Melalui Peraturan Presiden No. 191/2014 tentang Penyediaan, Pendistribusian dan Harga Jual Eceran BBM, sudah diatur siapa saja yang berhak untuk membeli Solar. Aturannya jauh lebih jelas, seperti pembatasan pada transportasi darat jenis:
1. Kendaraan pribadi
2. Kendaraan umum plat kuning
3. Kendaraan angkutan barang (kecuali untuk pengangkut hasil pertambangan dan perkebunan dengan roda > 6)
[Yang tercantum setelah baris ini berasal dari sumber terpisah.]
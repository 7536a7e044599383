//! Init parameter bundles, one per peripheral family.
//!
//! Each family pairs its bundle with a descriptor alias
//! (`TimerDescriptor = Descriptor<TimerInit>`, ...). Composite families in
//! [`motor`] have no register block of their own; their descriptor is the
//! bundle itself, which names the underlying instances by identifier.

pub mod analog;
pub mod motor;
pub mod serial;
pub mod system;
pub mod timing;

pub use analog::{AdcDescriptor, AdcInit, DacDescriptor, DacInit, DacTrigger, Resolution};
pub use motor::{commutation_step, HalfBridgeInit, HallSensorInit, PhaseCurrentInit};
pub use serial::{
    AddressMode, BitOrder, DataBits, I2cDescriptor, I2cInit, Parity, SpiDescriptor, SpiInit,
    SpiMode, StopBits, UsartDescriptor, UsartInit,
};
pub use system::{
    CrcDescriptor, CrcInit, DmaChannelDescriptor, DmaChannelInit, DmaDirection, DmaPriority,
    Edge, ExtiDescriptor, ExtiInit, Port, TransferWidth,
};
pub use timing::{CounterMode, RtcClock, RtcDescriptor, RtcInit, TimerDescriptor, TimerInit};
//! Power-aware peripheral owners.
//!
//! Each driver is built from its descriptor, wrapped in a
//! [`deep_sleep::PowerAwareNode`] by its owner and registered with the
//! coordinator. Both spell out their sleep behaviour; neither relies on the
//! blocking default callbacks.

pub mod half_bridge;
pub mod rtc_keeper;

pub use half_bridge::HalfBridgeDriver;
pub use rtc_keeper::RtcKeeper;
4. Mobil layanan umum, diantaranya; Ambulance, Mobil Jenazah, Sampah dan Pemadam Kebakaran
Atau untuk transportasi air dan atau usaha perikanan dengan syarat:
1. Transportasi Air dengan Motor Tempel, ASDP, Transportasi Laut Berbendera Indonesia, Kapal Pelayaran Rakyat/Perintis, dengan verifikasi dan rekomendasi Kepala SKPD / Kuota oleh Badan Pengatur.
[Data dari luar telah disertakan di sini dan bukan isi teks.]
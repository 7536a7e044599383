//! Serial buses: I2C, SPI, USART.

use periph_registry::{Descriptor, DmaMode};

/// I2C controller descriptor.
pub type I2cDescriptor = Descriptor<I2cInit>;
/// SPI controller descriptor.
pub type SpiDescriptor = Descriptor<SpiInit>;
/// USART descriptor.
pub type UsartDescriptor = Descriptor<UsartInit>;

/// I2C controller parameters.
#[derive(Debug, Clone, Copy, PartialEq, Eq)]
#[cfg_attr(feature = "defmt", derive(defmt::Format))]
pub struct I2cInit {
    /// SCL frequency in Hz
    pub frequency: u32,
    /// Addressing mode
    pub address_mode: AddressMode,
}

/// I2C addressing mode
#[derive(Debug, Clone, Copy, PartialEq, Eq)]
#[cfg_attr(feature = "defmt", derive(defmt::Format))]
pub enum AddressMode {
    /// 7-bit addressing
    SevenBit,
    /// 10-bit addressing
    TenBit,
}

/// SPI controller parameters.
#[derive(Debug, Clone, Copy, PartialEq, Eq)]
#[cfg_attr(feature = "defmt", derive(defmt::Format))]
pub struct SpiInit {
    /// Clock frequency in Hz
    pub frequency: u32,
    /// SPI mode (CPOL, CPHA)
    pub mode: SpiMode,
    /// Bit order
    pub bit_order: BitOrder,
    /// Transfers go through the linked DMA stream
    pub dma: bool,
}

/// SPI modes (CPOL, CPHA)
#[derive(Debug, Clone, Copy, PartialEq, Eq)]
#[cfg_attr(feature = "defmt", derive(defmt::Format))]
pub enum SpiMode {
    /// Mode 0: CPOL=0, CPHA=0
    Mode0,
    /// Mode 1: CPOL=0, CPHA=1
    Mode1,
    /// Mode 2: CPOL=1, CPHA=0
    Mode2,
    /// Mode 3: CPOL=1, CPHA=1
    Mode3,
}

/// Bit order
#[derive(Debug, Clone, Copy, PartialEq, Eq)]
#[cfg_attr(feature = "defmt", derive(defmt::Format))]
pub enum BitOrder {
    /// Most significant bit first
    MsbFirst,
    /// Least significant bit first
    LsbFirst,
}

impl DmaMode for SpiInit {
    fn for_dma(self) -> Self {
        Self { dma: true, ..self }
    }
}

/// USART parameters.
#[derive(Debug, Clone, Copy, PartialEq, Eq)]
#[cfg_attr(feature = "defmt", derive(defmt::Format))]
pub struct UsartInit {
    /// Baud rate
    pub baud_rate: u32,
    /// Data bits
    pub data_bits: DataBits,
    /// Parity
    pub parity: Parity,
    /// Stop bits
    pub stop_bits: StopBits,
    /// Receive into a circular DMA buffer instead of per-byte interrupts
    pub rx_dma: bool,
}

impl UsartInit {
    /// 8N1 at `baud_rate`, interrupt-driven.
    pub const fn eight_n_one(baud_rate: u32) -> Self {
        Self {
            baud_rate,
            data_bits: DataBits::Eight,
            parity: Parity::None,
            stop_bits: StopBits::One,
            rx_dma: false,
        }
    }
}

impl DmaMode for UsartInit {
    fn for_dma(self) -> Self {
        Self {
            rx_dma: true,
            ..self
        }
    }
}

/// Data bits
#[derive(Debug, Clone, Copy, PartialEq, Eq)]
#[cfg_attr(feature = "defmt", derive(defmt::Format))]
pub enum DataBits {
    /// 7 data bits
    Seven,
    /// 8 data bits
    Eight,
    /// 9 data bits
    Nine,
}

/// Parity
#[derive(Debug, Clone, Copy, PartialEq, Eq)]
#[cfg_attr(feature = "defmt", derive(defmt::Format))]
pub enum Parity {
    /// No parity
    None,
    /// Even parity
    Even,
    /// Odd parity
    Odd,
}

/// Stop bits
#[derive(Debug, Clone, Copy, PartialEq, Eq)]
#[cfg_attr(feature = "defmt", derive(defmt::Format))]
pub enum StopBits {
    /// 1 stop bit
    One,
    /// 2 stop bits
    Two,
}

#[cfg(test)]
mod tests {
    use super::*;

    #[test]
    fn eight_n_one_framing() {
        let init = UsartInit::eight_n_one(115_200);
        assert_eq!(init.data_bits, DataBits::Eight);
        assert_eq!(init.parity, Parity::None);
        assert_eq!(init.stop_bits, StopBits::One);
        assert!(!init.rx_dma);
    }

    #[test]
    fn dma_mode_only_touches_dma_flag() {
        let init = UsartInit::eight_n_one(9_600);
        assert_eq!(
            init.for_dma(),
            UsartInit {
                rx_dma: true,
                ..init
            }
        );
    }
}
2. Nelayan dengan kapal ≤ 30 GT yang terdaftar di kementerian kelautan dan perikanan, verifikasi dan rekomendasi SKPD.
3. Pembudidaya ikan skala kecil dengan verifikasi dan rekomendasi SKPD.
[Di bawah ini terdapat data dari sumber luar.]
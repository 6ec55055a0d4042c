//! Slack incoming-webhook channel. Stateless: every send is one POST.

use async_trait::async_trait;
use serde_json::{Value, json};

use herald_core::error::{HeraldError, Result};
use herald_core::traits::Channel;

const CHANNEL_NAME: &str = "slack";

/// Placeholder left by the sample config; treated as unconfigured.
const PLACEHOLDER: &str = "YOUR/WEBHOOK/URL";

pub struct SlackChannel {
    webhook_url: String,
    client: reqwest::Client,
}

impl SlackChannel {
    pub fn new(webhook_url: impl Into<String>) -> Self {
        Self {
            webhook_url: webhook_url.into(),
            client: reqwest::Client::new(),
        }
    }

    /// Plain `{text}` message.
    pub async fn send_plain(&self, text: &str) -> Result<()> {
        self.post(&json!({ "text": text })).await
    }

    /// Rich message: header block, divider, markdown section.
    pub async fn send_rich(&self, title: &str, body: &str) -> Result<()> {
        self.post(&build_blocks(title, body)).await
    }

    pub fn is_configured(&self) -> bool {
        !self.webhook_url.is_empty() && !self.webhook_url.contains(PLACEHOLDER)
    }

    async fn post(&self, payload: &Value) -> Result<()> {
        if !self.is_configured() {
            return Err(HeraldError::channel(
                CHANNEL_NAME,
                "webhook URL not configured",
            ));
        }

        let response = self
            .client
            .post(&self.webhook_url)
            .json(payload)
            .send()
            .await
            .map_err(|e| HeraldError::channel(CHANNEL_NAME, format!("webhook send failed: {e}")))?;

        let status = response.status();
        if status.is_success() {
            tracing::info!("slack message sent");
            Ok(())
        } else {
            let body = response.text().await.unwrap_or_default();
            Err(HeraldError::channel(
                CHANNEL_NAME,
                format!("webhook returned {status}: {body}"),
            ))
        }
    }
}

#[async_trait]
impl Channel for SlackChannel {
    fn name(&self) -> &str {
        CHANNEL_NAME
    }

    fn is_configured(&self) -> bool {
        SlackChannel::is_configured(self)
    }

    async fn notify(&self, title: &str, body: &str) -> Result<()> {
        self.send_rich(title, body).await
    }
}

fn build_blocks(title: &str, body: &str) -> Value {
    json!({
        "blocks": [
            {
                "type": "header",
                "text": { "type": "plain_text", "text": title }
            },
            { "type": "divider" },
            {
                "type": "section",
                "text": { "type": "mrkdwn", "text": body }
            }
        ]
    })
}

#[cfg(test)]
mod tests {
    use super::*;

    #[test]
    fn test_is_configured() {
        assert!(!SlackChannel::new("").is_configured());
        assert!(
            !SlackChannel::new("https://hooks.slack.com/services/YOUR/WEBHOOK/URL")
                .is_configured()
        );
        assert!(SlackChannel::new("https://hooks.slack.com/services/T0/B0/xyz").is_configured());
    }

    #[test]
    fn test_blocks_payload_shape() {
        let payload = build_blocks("tech", "a useful tip");
        let blocks = payload["blocks"].as_array().unwrap();
        assert_eq!(blocks.len(), 3);
        assert_eq!(blocks[0]["type"], "header");
        assert_eq!(blocks[0]["text"]["type"], "plain_text");
        assert_eq!(blocks[0]["text"]["text"], "tech");
        assert_eq!(blocks[1]["type"], "divider");
        assert_eq!(blocks[2]["type"], "section");
        assert_eq!(blocks[2]["text"]["type"], "mrkdwn");
        assert_eq!(blocks[2]["text"]["text"], "a useful tip");
    }

    #[tokio::test]
    async fn test_unconfigured_send_fails_without_network() {
        let channel = SlackChannel::new("");
        let err = channel.send_plain("hello").await.unwrap_err();
        match err {
            HeraldError::Channel { channel, reason } => {
                assert_eq!(channel, "slack");
                assert!(reason.contains("not configured"));
            }
            other => panic!("unexpected error: {other}"),
        }
    }
}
Untuk usaha pertanian dan mikro:
1. Petani/kelompok tani/usaha pelayanan jasa alat mesin pertanian dengan luas tanah ≤ 2 ha → SKPD.
2. Usaha Mikro / Home Industry dengan verifikasi dan rekomendasi SKPD.
Sedangkan untuk layanan umum atau pemerintah masih berhak mengisi BBM Solar dengan catatan:
1. Krematorium dan tempat ibadah untuk kegiatan penerangan sesuai dengan verifikasi dan rekomendasi SKPD.
2. Panti asuhan dan Panti Jompo untuk penerangan sesuai dengan verifikasi dan rekomendasi SKPD
3. Rumah sakit type C & D.
(rez/wdh)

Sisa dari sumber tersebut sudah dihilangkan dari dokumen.